Here’s the City Press book prize short list

The top five entries for the prestigious City Press Tafelberg Nonfiction Award have finally been revealed. With more than 120 submissions this year, writers who had already begun their research into their selected fields hope to secure a publishing contract with Tafelberg and bag R120 000 to help develop
their book.

The biennial award encourages work across all aspects of nonfiction that offers relevance to the South African landscape. After careful consideration, we are proud to announce the five finalists: Lesedi Molefi, Harry Kalmer, Tyrone August, Nandipha Gantsho and Sara Black.



Mental illness was again highlighted this week when news broke that hip-hop star HHP, who had spoken publically about his battle with depression, committed suicide.

In Patient 12A, Molefi chronicles his time spent in a mental health clinic in Johannesburg in 2016. Molefi candidly writes about the challenges he faced at the clinic every day, and relates stories from fellow patients. Attempting to shed light on mental illness within the black community, his memoir will also look at how young adults experience the work environment.

“This book seeks to destigmatise mental illness among young black professional South Africans, and to use that as an entry point to investigate the sociocultural, socioeconomic and sociopolitical issues that come about as a result,” Molefi says.

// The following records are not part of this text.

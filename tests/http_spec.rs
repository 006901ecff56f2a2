use axum::Router;
use axum::body::{Body, to_bytes};
use axum::http::{Request, StatusCode, header};
use prompt_share::Registry;
use prompt_share::config::{Config, GoogleProvider, SiteMeta, StorageKind};
use prompt_share::db::repo::MemoryUserRepository;
use prompt_share::net::http::router;
use serde_json::{Value, json};
use std::sync::Arc;
use tower::ServiceExt;

fn app() -> Router {
    let config = Config {
        http_addr: "127.0.0.1:0".into(),
        public_url: "https://prompts.example.com/".into(),
        database_url: String::new(),
        db_pool_size: 1,
        storage: StorageKind::Memory,
        google: GoogleProvider {
            client_id: "client-id".into(),
            client_secret: "client-secret".into(),
        },
        site: SiteMeta::default(),
    };
    let registry = Registry::new(Arc::new(config), Arc::new(MemoryUserRepository::new()));
    router(Arc::new(registry))
}

async fn send(app: &Router, req: Request<Body>) -> (StatusCode, String) {
    let resp = app.clone().oneshot(req).await.unwrap();
    let status = resp.status();
    let bytes = to_bytes(resp.into_body(), usize::MAX).await.unwrap();
    (status, String::from_utf8(bytes.to_vec()).unwrap())
}

fn callback(profile: Value) -> Request<Body> {
    Request::post("/api/auth/callback/google")
        .header(header::CONTENT_TYPE, "application/json")
        .body(Body::from(profile.to_string()))
        .unwrap()
}

#[tokio::test]
async fn index_renders_layout() {
    let app = app();
    let (status, body) = send(&app, Request::get("/").body(Body::empty()).unwrap()).await;

    assert_eq!(status, StatusCode::OK);
    assert!(body.contains("<title>prompt-share</title>"));
    assert!(body.contains(r#"<main class="app">"#));
    assert!(body.contains("Sign in"));
}

#[tokio::test]
async fn providers_never_expose_secret() {
    let app = app();
    let (status, body) = send(&app, Request::get("/api/auth/providers").body(Body::empty()).unwrap()).await;

    assert_eq!(status, StatusCode::OK);
    assert!(!body.contains("client-secret"));
    let v: Value = serde_json::from_str(&body).unwrap();
    assert_eq!(v["google"]["type"], "oauth");
    assert_eq!(
        v["google"]["callbackUrl"],
        "https://prompts.example.com/api/auth/callback/google"
    );
}

#[tokio::test]
async fn callback_provisions_then_session_resolves() {
    let app = app();

    let (status, body) = send(
        &app,
        callback(json!({ "email": "john@example.com", "name": "John Doe", "picture": "https://example.com/j.png" })),
    )
    .await;
    assert_eq!(status, StatusCode::OK);
    let signed_in: Value = serde_json::from_str(&body).unwrap();
    assert_eq!(signed_in["ok"], true);
    assert_eq!(signed_in["created"], true);
    assert_eq!(signed_in["user"]["username"], "johndoe0");

    let (status, body) = send(
        &app,
        Request::get("/api/auth/session?email=john@example.com").body(Body::empty()).unwrap(),
    )
    .await;
    assert_eq!(status, StatusCode::OK);
    let session: Value = serde_json::from_str(&body).unwrap();
    assert_eq!(session["id"], signed_in["user"]["id"]);

    // second sign-in reuses the record
    let (status, body) = send(&app, callback(json!({ "email": "john@example.com", "name": "John Doe" }))).await;
    assert_eq!(status, StatusCode::OK);
    let again: Value = serde_json::from_str(&body).unwrap();
    assert_eq!(again["created"], false);
}

#[tokio::test]
async fn callback_denies_taken_username() {
    let app = app();
    send(&app, callback(json!({ "email": "john@example.com", "name": "John Doe" }))).await;

    let (status, body) = send(&app, callback(json!({ "email": "jd@example.com", "name": "john_doe" }))).await;
    assert_eq!(status, StatusCode::FORBIDDEN);
    let v: Value = serde_json::from_str(&body).unwrap();
    assert_eq!(v["ok"], false);
    assert_eq!(v["error"], "AccessDenied");
}

#[tokio::test]
async fn session_for_unknown_email_is_not_found() {
    let app = app();
    let (status, _) = send(
        &app,
        Request::get("/api/auth/session?email=nobody@example.com").body(Body::empty()).unwrap(),
    )
    .await;
    assert_eq!(status, StatusCode::NOT_FOUND);
}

Molefi is a writer and videographer, and has covered topics related to current affairs and pop culture. His independent work includes the online documentary Reconnecting Pangea.



Requiem for a Joller by author Harry Kalmer traces the life story of anti-apartheid activist Marius Schoon, who was jailed for 12 years for sabotage in the 1960s and lived in exile after his release. In 1984, his wife and their 6-year-old daughter were killed by a letter bomb sent by an apartheid security police spy. Kalmer uses Schoon’s personal archive to outline his life.

Kalmer, who wrote A Thousand Tales of Johannesburg, already has a foot in the literary world and was particularly moved to tell Schoon’s story.



Former Cape Times editor and author Tyrone August proposed an autobiography of poet and political activist Dennis Brutus, who was banned by the National Party government in 1962. Through the SA Non-Racial Olympic Committee, he led a campaign against South Africa being allowed to take part in the 1964 Olympics. August will take a biographical look at the first four decades of Brutus’ life.

“A close study of the first four decades of his life will lead to a more informed understanding and, consequently, an enhanced appreciation of the content and form of Brutus’ poetry,” says August.

Brutus, who served 18 months on Robben Island, released his first collection of poems while he was imprisoned in 1963.

“While there is some autobiographical work available on Brutus, this material appears in different titles and is not written up into a single narrative,” says August. “My biography will be the first attempt to construct a continuous narrative of his early life in South Africa.”



In this memoir, Nandipha Gantsho draws on her life as a black teacher in a predominantly Indian school during post-apartheid South Africa. Gantsho explores issues of identity, race and how the educational landscape has developed since the end of apartheid. She will offer insight into the transitional period, between 1995 and 1999, and the aftermath of the state of education in the country.

“The book will address issues of identity, education and change, the role of trade unions in transformation, survival, humanity and the power of the written word,” Gantsho says of her submission.

Gantsho has more than 20 years of experience as an English teacher and is currently a lecturer at the University of Mpumalanga. She has a master’s degree in applied English language from Wits University.



This submission also revolves around the field of education. In At the Chalkface, Sara Black takes a more analytical approach to her time spent as a maths teacher. Black will illustrate why she believes the current system is failing so many of its teachers, and how the pressures of the educational system eventually saw her leave her position as head of the maths department once she had reached her limit.

“In the book, I try to explain to the armchair critic
why the SA Democratic Teachers’ Union is so powerful
and how the material reality of teachers’ working conditions continues to skew that power in problematic ways,” she says.

The themes she will tackle in the book include literacy issues, special education needs, departmental pressures and the multiple challenges that students face every day.

“I foreground how the ‘ideal teacher’ is often verging on sainthood and why this is not only not fair, but simply irrational and an infeasible expectation for the sustainable staffing of our public schooling system,” she says.

As an education researcher based at the University of Cape Town, she recently began her PhD in sociology of education.